— What is needed —
The records below should be printed once more, exactly as they appear.

— Record set —
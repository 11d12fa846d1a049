use std::fmt;

/// An error produced while compiling or running Lox source.
///
/// Both variants carry the source line so `Display` can render the
/// `[line N] Error<where>: <message>` form the driver writes to stderr.
#[derive(Debug, Clone, PartialEq, thiserror::Error)]
pub enum LoxError {
    /// Scan or parse error. `location` is empty, ` at end`, or ` at '<lexeme>'`.
    #[error("[line {line}] Error{location}: {message}")]
    Compile {
        line: u32,
        location: String,
        message: String,
    },

    /// Error raised by the VM while executing a chunk.
    #[error("[line {line}] Error: {message}")]
    Runtime { line: u32, message: String },
}

impl LoxError {
    pub fn compile(line: u32, location: impl Into<String>, message: impl Into<String>) -> Self {
        LoxError::Compile {
            line,
            location: location.into(),
            message: message.into(),
        }
    }

    pub fn runtime(line: u32, message: impl Into<String>) -> Self {
        LoxError::Runtime {
            line,
            message: message.into(),
        }
    }

    pub fn line(&self) -> u32 {
        match self {
            LoxError::Compile { line, .. } | LoxError::Runtime { line, .. } => *line,
        }
    }
}

/// Outcome of a failed interpret run, distinguishing the two exit paths
/// the outer driver cares about.
#[derive(Debug, Clone, PartialEq)]
pub enum InterpretError {
    /// One or more scan/parse errors; the chunk was never executed.
    Compile(Vec<LoxError>),
    /// A single terminal runtime error.
    Runtime(LoxError),
}

impl InterpretError {
    /// Conventional sysexits code: 65 for bad input, 70 for an internal
    /// software failure at runtime.
    pub fn exit_code(&self) -> i32 {
        match self {
            InterpretError::Compile(_) => 65,
            InterpretError::Runtime(_) => 70,
        }
    }
}

impl fmt::Display for InterpretError {
    fn fmt(&self, f: &mut fmt::Formatter<'_>) -> fmt::Result {
        match self {
            InterpretError::Compile(errors) => {
                for (i, err) in errors.iter().enumerate() {
                    if i > 0 {
                        writeln!(f)?;
                    }
                    write!(f, "{err}")?;
                }
                Ok(())
            }
            InterpretError::Runtime(err) => write!(f, "{err}"),
        }
    }
}

impl std::error::Error for InterpretError {}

— Answer to this task —
repository 11d12fa846d1a049
use std::fmt;

/// An error produced while compiling or running Lox source.
///
/// Both variants carry the source line so `Display` can render the
/// `[line N] Error<where>: <message>` form the driver writes to stderr.
#[derive(Debug, Clone, PartialEq, thiserror::Error)]
pub enum LoxError {
    /// Scan or parse error. `location` is empty, ` at end`, or ` at '<lexeme>'`.
    #[error("[line {line}] Error{location}: {message}")]
    Compile {
        line: u32,
        location: String,
        message: String,
    },

    /// Error raised by the VM while executing a chunk.
    #[error("[line {line}] Error: {message}")]
    Runtime { line: u32, message: String },
}

impl LoxError {
    pub fn compile(line: u32, location: impl Into<String>, message: impl Into<String>) -> Self {
        LoxError::Compile {
            line,
            location: location.into(),
            message: message.into(),
        }
    }

    pub fn runtime(line: u32, message: impl Into<String>) -> Self {
        LoxError::Runtime {
            line,
            message: message.into(),
        }
    }

    pub fn line(&self) -> u32 {
        match self {
            LoxError::Compile { line, .. } | LoxError::Runtime { line, .. } => *line,
        }
    }
}

/// Outcome of a failed interpret run, distinguishing the two exit paths
/// the outer driver cares about.
#[derive(Debug, Clone, PartialEq)]
pub enum InterpretError {
    /// One or more scan/parse errors; the chunk was never executed.
    Compile(Vec<LoxError>),
    /// A single terminal runtime error.
    Runtime(LoxError),
}

impl InterpretError {
    /// Conventional sysexits code: 65 for bad input, 70 for an internal
    /// software failure at runtime.
    pub fn exit_code(&self) -> i32 {
        match self {
            InterpretError::Compile(_) => 65,
            InterpretError::Runtime(_) => 70,
        }
    }
}

impl fmt::Display for InterpretError {
    fn fmt(&self, f: &mut fmt::Formatter<'_>) -> fmt::Result {
        match self {
            InterpretError::Compile(errors) => {
                for (i, err) in errors.iter().enumerate() {
                    if i > 0 {
                        writeln!(f)?;
                    }
                    write!(f, "{err}")?;
                }
                Ok(())
            }
            InterpretError::Runtime(err) => write!(f, "{err}"),
        }
    }
}

impl std::error::Error for InterpretError {}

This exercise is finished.